» Your objective
Lines containing "ServerError" should be pulled from the material below.

» Supplied material

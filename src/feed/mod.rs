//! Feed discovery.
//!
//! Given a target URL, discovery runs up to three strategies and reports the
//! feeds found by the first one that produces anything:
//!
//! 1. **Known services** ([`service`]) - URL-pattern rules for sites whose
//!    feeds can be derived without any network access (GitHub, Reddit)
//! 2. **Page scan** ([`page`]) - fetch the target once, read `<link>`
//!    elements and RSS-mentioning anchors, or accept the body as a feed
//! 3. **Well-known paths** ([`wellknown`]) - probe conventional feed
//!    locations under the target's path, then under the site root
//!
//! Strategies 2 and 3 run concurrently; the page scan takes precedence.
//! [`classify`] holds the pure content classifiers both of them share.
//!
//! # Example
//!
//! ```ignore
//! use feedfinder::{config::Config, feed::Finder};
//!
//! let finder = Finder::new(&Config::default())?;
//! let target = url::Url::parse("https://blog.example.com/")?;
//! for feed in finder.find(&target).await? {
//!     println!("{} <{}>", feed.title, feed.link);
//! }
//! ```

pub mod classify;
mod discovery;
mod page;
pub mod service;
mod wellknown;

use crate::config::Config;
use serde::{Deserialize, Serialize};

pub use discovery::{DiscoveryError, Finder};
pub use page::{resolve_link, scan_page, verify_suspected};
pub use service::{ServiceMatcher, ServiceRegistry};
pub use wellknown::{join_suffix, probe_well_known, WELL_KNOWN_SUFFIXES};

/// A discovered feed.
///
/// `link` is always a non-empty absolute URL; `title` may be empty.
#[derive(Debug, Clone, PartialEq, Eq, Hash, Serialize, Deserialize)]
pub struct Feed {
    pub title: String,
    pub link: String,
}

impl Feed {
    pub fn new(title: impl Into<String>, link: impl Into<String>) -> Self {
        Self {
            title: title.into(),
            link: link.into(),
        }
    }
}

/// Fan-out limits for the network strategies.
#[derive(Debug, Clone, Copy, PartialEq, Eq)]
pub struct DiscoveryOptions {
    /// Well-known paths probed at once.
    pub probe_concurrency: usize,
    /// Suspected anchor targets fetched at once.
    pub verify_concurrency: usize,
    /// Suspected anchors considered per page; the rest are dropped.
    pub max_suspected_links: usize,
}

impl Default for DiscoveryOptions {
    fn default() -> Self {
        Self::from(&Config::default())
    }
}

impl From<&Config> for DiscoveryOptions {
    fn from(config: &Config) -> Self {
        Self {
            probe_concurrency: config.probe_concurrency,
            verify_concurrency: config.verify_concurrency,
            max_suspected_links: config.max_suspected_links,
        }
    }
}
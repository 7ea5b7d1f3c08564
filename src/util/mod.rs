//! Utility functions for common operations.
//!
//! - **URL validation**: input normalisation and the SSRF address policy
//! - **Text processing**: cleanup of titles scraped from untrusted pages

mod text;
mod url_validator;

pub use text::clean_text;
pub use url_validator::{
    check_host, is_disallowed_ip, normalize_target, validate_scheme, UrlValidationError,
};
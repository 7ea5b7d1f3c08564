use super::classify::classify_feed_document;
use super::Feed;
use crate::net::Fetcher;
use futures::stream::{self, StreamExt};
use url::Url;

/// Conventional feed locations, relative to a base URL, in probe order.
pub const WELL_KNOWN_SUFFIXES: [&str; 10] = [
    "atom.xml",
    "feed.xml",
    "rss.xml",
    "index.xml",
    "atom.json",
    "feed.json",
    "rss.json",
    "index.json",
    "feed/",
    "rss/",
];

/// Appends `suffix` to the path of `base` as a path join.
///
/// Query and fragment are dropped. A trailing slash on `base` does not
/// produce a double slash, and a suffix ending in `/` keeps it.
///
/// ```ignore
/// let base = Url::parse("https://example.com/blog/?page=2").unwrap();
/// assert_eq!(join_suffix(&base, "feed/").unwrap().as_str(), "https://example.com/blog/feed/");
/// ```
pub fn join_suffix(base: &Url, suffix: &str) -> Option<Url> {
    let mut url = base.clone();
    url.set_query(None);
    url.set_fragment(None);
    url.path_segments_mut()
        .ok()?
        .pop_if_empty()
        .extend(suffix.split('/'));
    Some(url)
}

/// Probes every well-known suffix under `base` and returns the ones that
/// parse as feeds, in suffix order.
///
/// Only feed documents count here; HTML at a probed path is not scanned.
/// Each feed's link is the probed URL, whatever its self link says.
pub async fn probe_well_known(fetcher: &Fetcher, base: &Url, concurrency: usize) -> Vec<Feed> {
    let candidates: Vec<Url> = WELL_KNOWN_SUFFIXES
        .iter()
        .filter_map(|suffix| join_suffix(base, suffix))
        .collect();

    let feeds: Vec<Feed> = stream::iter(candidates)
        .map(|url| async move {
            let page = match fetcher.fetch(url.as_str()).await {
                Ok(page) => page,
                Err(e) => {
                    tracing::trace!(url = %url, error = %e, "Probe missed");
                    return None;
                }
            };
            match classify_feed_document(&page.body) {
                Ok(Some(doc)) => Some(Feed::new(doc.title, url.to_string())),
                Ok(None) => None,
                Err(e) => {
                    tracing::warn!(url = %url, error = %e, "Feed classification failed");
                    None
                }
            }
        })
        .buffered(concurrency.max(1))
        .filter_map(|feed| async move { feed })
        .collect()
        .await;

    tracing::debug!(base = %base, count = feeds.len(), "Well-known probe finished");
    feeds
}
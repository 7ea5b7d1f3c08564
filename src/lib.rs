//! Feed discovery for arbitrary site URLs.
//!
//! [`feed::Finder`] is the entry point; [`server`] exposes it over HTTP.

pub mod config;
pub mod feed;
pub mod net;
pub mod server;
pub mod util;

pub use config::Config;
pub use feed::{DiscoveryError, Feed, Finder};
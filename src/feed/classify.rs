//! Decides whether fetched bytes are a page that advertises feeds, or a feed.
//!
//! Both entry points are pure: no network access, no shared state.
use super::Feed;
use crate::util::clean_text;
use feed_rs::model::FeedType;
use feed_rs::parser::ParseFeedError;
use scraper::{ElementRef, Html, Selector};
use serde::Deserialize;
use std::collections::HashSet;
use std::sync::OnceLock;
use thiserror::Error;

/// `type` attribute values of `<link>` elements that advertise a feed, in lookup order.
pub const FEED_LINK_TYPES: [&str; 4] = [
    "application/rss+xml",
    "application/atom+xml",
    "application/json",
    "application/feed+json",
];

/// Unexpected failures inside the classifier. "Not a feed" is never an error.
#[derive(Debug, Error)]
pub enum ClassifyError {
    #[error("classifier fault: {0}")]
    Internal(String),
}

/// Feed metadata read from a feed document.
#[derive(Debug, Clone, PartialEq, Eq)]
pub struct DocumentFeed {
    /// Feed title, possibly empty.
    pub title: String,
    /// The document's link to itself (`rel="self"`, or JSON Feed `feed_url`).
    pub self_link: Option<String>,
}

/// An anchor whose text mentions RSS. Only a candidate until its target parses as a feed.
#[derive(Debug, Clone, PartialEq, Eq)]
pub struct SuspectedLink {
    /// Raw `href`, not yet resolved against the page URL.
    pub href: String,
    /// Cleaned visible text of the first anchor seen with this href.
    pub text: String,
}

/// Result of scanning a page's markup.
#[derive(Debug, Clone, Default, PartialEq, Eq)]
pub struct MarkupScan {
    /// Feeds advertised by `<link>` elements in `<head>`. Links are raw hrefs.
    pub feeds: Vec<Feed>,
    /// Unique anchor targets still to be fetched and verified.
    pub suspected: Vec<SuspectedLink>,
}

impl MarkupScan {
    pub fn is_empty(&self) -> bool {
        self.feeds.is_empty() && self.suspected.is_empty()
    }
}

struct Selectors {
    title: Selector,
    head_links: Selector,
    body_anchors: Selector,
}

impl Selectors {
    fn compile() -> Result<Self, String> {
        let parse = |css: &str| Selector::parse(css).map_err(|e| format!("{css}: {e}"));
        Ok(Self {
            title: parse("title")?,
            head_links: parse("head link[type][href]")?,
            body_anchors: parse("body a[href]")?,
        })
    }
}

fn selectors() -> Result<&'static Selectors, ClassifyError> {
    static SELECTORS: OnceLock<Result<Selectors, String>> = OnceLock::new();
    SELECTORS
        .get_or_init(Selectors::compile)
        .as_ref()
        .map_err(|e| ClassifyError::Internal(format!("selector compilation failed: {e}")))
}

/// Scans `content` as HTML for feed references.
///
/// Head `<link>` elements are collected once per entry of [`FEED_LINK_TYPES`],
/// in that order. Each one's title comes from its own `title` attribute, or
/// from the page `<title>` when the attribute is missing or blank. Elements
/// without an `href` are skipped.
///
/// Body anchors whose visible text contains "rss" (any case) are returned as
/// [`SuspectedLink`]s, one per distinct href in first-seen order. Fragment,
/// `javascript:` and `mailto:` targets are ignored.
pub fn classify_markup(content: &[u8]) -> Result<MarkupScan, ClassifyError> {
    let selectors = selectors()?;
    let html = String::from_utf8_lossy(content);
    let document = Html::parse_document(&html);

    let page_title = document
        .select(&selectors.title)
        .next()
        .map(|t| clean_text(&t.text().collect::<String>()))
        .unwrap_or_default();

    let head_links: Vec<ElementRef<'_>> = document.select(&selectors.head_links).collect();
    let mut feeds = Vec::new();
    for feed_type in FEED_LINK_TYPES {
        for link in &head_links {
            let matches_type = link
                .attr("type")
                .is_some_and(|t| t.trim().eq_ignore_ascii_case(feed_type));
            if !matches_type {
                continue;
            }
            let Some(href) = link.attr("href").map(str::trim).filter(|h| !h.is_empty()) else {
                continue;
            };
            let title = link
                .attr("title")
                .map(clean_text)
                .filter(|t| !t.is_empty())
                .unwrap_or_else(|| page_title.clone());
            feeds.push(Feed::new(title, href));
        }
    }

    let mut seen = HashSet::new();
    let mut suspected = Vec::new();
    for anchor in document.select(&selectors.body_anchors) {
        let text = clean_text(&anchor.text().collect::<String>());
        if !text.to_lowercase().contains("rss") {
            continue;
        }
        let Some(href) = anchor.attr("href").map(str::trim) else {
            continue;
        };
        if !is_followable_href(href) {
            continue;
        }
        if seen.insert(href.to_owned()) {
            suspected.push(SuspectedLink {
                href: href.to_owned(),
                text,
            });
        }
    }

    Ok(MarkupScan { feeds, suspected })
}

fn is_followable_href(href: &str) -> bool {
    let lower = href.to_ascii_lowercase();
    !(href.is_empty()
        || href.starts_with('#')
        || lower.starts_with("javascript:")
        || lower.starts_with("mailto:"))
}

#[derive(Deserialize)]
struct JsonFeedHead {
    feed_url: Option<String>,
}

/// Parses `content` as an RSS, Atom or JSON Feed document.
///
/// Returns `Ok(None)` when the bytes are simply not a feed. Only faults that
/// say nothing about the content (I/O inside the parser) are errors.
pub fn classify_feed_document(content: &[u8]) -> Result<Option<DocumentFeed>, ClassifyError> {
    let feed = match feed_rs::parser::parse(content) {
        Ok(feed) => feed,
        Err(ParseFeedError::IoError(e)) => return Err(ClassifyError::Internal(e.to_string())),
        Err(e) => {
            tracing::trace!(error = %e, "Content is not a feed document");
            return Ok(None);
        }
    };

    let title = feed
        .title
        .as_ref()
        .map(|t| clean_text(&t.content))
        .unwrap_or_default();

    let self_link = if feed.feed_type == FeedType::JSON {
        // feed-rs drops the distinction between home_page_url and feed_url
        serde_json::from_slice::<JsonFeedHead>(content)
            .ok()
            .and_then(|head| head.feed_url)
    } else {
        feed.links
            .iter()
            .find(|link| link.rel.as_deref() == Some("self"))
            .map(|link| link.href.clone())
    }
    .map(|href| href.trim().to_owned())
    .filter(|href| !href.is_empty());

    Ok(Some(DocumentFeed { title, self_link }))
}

--

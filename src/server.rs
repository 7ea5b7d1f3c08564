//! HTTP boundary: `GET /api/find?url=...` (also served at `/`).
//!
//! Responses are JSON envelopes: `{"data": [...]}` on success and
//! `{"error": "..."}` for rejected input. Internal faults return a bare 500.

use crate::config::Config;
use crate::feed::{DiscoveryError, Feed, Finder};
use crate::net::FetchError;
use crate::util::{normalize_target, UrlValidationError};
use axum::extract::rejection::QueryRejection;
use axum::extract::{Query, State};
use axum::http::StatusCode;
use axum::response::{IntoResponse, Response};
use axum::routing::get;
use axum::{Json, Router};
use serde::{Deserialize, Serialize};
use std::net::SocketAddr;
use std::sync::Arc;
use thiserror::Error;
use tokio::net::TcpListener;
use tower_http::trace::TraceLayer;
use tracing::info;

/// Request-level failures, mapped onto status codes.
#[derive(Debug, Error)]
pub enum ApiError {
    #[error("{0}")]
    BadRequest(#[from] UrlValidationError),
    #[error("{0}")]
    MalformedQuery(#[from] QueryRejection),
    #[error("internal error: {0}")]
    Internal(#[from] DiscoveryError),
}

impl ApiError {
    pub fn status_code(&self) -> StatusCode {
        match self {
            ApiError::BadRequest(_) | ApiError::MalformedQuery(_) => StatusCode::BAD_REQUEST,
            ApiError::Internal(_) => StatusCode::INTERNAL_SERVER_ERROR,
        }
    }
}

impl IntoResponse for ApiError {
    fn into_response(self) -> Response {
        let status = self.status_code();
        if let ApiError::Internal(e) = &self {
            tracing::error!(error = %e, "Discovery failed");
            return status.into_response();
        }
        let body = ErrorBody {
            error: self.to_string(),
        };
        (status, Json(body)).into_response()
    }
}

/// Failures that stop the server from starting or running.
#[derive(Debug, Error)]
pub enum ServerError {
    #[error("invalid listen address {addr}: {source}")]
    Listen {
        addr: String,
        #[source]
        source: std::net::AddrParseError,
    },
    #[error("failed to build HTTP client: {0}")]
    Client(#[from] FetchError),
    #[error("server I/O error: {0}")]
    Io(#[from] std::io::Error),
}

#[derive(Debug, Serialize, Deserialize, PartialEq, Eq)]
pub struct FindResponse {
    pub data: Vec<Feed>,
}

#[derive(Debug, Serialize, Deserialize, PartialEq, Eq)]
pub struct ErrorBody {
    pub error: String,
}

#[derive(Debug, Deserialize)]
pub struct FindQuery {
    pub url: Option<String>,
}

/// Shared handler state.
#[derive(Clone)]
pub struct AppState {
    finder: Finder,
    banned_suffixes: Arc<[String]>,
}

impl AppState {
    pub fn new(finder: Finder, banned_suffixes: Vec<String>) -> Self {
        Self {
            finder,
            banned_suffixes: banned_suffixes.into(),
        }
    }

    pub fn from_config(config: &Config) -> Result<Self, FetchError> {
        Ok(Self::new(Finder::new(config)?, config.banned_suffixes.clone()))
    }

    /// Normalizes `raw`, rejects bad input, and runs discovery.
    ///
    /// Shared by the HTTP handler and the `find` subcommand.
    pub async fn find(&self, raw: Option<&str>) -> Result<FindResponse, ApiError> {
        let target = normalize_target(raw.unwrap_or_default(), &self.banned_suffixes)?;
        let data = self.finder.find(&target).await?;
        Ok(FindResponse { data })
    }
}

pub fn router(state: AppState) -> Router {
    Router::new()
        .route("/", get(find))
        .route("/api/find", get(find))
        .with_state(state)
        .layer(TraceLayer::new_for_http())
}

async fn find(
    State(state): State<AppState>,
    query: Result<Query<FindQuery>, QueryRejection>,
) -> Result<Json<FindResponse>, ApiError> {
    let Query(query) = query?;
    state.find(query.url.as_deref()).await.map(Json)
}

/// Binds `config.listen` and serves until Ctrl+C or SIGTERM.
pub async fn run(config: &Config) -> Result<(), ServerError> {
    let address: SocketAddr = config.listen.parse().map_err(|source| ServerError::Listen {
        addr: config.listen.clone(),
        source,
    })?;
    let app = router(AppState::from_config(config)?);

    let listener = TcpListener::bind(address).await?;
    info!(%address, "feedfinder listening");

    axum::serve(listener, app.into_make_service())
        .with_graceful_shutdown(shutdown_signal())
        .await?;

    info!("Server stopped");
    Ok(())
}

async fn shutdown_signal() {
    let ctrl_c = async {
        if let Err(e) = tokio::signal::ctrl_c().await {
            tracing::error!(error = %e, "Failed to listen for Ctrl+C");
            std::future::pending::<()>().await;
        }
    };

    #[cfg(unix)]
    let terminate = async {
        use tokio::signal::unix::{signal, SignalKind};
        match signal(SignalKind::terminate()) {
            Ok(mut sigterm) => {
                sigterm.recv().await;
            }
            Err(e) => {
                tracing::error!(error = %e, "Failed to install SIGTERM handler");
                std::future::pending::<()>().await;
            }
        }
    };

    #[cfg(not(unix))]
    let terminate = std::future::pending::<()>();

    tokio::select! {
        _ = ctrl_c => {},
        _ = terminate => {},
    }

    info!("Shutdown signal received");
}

» Answer
pub enum ServerError {
pub async fn run(config: &Config) -> Result<(), ServerError> {
    let address: SocketAddr = config.listen.parse().map_err(|source| ServerError::Listen {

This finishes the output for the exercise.